Le 5 décembre dernier, la Cour du Québec l’avait reconnu coupable d’avoir fait de l’intimidation à l’endroit de l’entrepreneur Frédéric Boucher, lors d’un conflit de travail dans l’industrie de la construction en juin 2013 à Sept-Îles.

Après avoir entendu MM. Gauthier et Boucher, de même que d’autres témoins, le juge Michel Parent avait statué que l’entrepreneur avait bel et bien été intimidé par les insultes, les invectives et les menaces de violence de Bernard Gauthier à son endroit et qu’il avait alors craint pour sa sécurité.

Selon l’entrepreneur, Bernard Gauthier ne se trouvait qu’à quelques pouces de son visage lorsqu’il l’insultait, mais selon « Rambo », il se trouvait plutôt à trois ou quatre pieds. Devant le tribunal, un témoin de la scène qui travaillait comme surintendant de la compagnie avait comparé la scène entre MM. Gauthier et Boucher au célèbre face à face entre « Lasagne » et un militaire lors de la crise d’Oka.

Le juge Parent avait souligné que Bernard Gauthier était « allé plus loin » que les invectives et les insultes, en lançant à l’entrepreneur Boucher : « T’aimerais ça, hein, t’aimerais ça. T’attends rien que ça que je t’en crisse une sur la gueule. »
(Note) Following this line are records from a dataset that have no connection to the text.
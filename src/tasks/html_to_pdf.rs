use crate::collab::{HtmlSource, Margins, Orientation, PageSetup, PageSize};
use crate::context::TaskContext;
use crate::error::{Result, TaskError};
use crate::pdf::document::ensure_parent_dir;
use crate::pdf::PdfDocument;
use rmcp::schemars;
use serde::{Deserialize, Serialize};
use std::path::PathBuf;
use tracing::{info, instrument};

#[derive(Debug, Clone, Copy, PartialEq, Eq, Deserialize, clap::ValueEnum, schemars::JsonSchema)]
#[serde(rename_all = "snake_case")]
#[value(rename_all = "snake_case")]
pub enum InputSource {
    HtmlFile,
    HtmlString,
    Url,
}

#[derive(Debug, Clone, Deserialize, clap::Args, schemars::JsonSchema)]
pub struct Params {
    /// Which of html_file, html_string or url to render
    #[arg(long, value_enum)]
    pub input_source: InputSource,
    #[arg(long)]
    pub html_file: Option<PathBuf>,
    #[arg(long)]
    pub html_string: Option<String>,
    #[arg(long)]
    pub url: Option<String>,
    #[arg(long)]
    pub output_path: PathBuf,
    /// A3, A4, A5, Letter or Legal (default A4)
    #[arg(long)]
    pub page_size: Option<String>,
    #[arg(long, value_enum)]
    pub orientation: Option<Orientation>,
    /// Millimetres (default 20)
    #[arg(long)]
    pub margin_top: Option<f32>,
    #[arg(long)]
    pub margin_bottom: Option<f32>,
    #[arg(long)]
    pub margin_left: Option<f32>,
    #[arg(long)]
    pub margin_right: Option<f32>,
}

#[derive(Debug, Clone, Serialize)]
pub struct Output {
    pub output_path: PathBuf,
}

fn html_source(params: &Params) -> Result<HtmlSource> {
    let present = |s: &Option<String>| {
        s.as_deref()
            .filter(|s| !s.trim().is_empty())
            .map(String::from)
    };
    match params.input_source {
        InputSource::HtmlFile => match &params.html_file {
            Some(path) if path.is_file() => Ok(HtmlSource::File(path.clone())),
            Some(path) => Err(TaskError::SourceNotFound(path.clone())),
            None => Err(TaskError::invalid_parameter("HTML file not specified")),
        },
        InputSource::HtmlString => present(&params.html_string)
            .map(HtmlSource::Markup)
            .ok_or_else(|| TaskError::invalid_parameter("HTML string not provided")),
        InputSource::Url => present(&params.url)
            .map(HtmlSource::Url)
            .ok_or_else(|| TaskError::invalid_parameter("URL not provided")),
    }
}

#[instrument(
    skip_all,
    fields(source = ?params.input_source, output = %params.output_path.display())
)]
pub fn run(params: Params, ctx: &TaskContext) -> Result<Output> {
    let source = html_source(&params)?;
    let defaults = ctx.defaults();
    let margin = |value: Option<f32>| value.unwrap_or(defaults.html_margin);
    let setup = PageSetup {
        size: PageSize::from_name(params.page_size.as_deref().unwrap_or(&defaults.page_size)),
        orientation: params.orientation.unwrap_or_default(),
        margins: Margins {
            top: margin(params.margin_top),
            bottom: margin(params.margin_bottom),
            left: margin(params.margin_left),
            right: margin(params.margin_right),
        },
    };

    let mut progress = ctx.progress(1).with_ceiling(90.0);
    progress.checkpoint()?;
    ensure_parent_dir(&params.output_path)?;
    ctx.collaborators()
        .html_renderer
        .render(&source, &setup, &params.output_path)?;
    progress.advance();

    // A renderer that exits cleanly but writes garbage should still fail here.
    let pages = PdfDocument::open(&params.output_path)?.page_count();
    progress.finish();

    info!(pages, size = ?setup.size, orientation = ?setup.orientation, "HTML converted");
    Ok(Output {
        output_path: params.output_path,
    })
}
Le juge avait conclu qu’une personne raisonnable et sensée, dans de telles circonstances, « percevrait ces propos comme une menace de violence ». Il l’avait donc reconnu coupable d’intimidation et avait fixé au 3 février la prochaine audience pour les observations sur la peine.

Absolution

 

La FTQ-Construction a précisé à La Presse canadienne mardi qu’à cette occasion, l’avocat de Bernard Gauthier allait aussi demander son absolution, en plus d’interjeter appel pour faire annuler le verdict de culpabilité et y substituer un acquittement.

Dans sa requête en appel devant la Cour supérieure, l’avocat de Bernard Gauthier soutient entre autres que le juge de première instance a erré en accordant de la crédibilité à l’entrepreneur « malgré la mémoire défaillante de ce témoin ».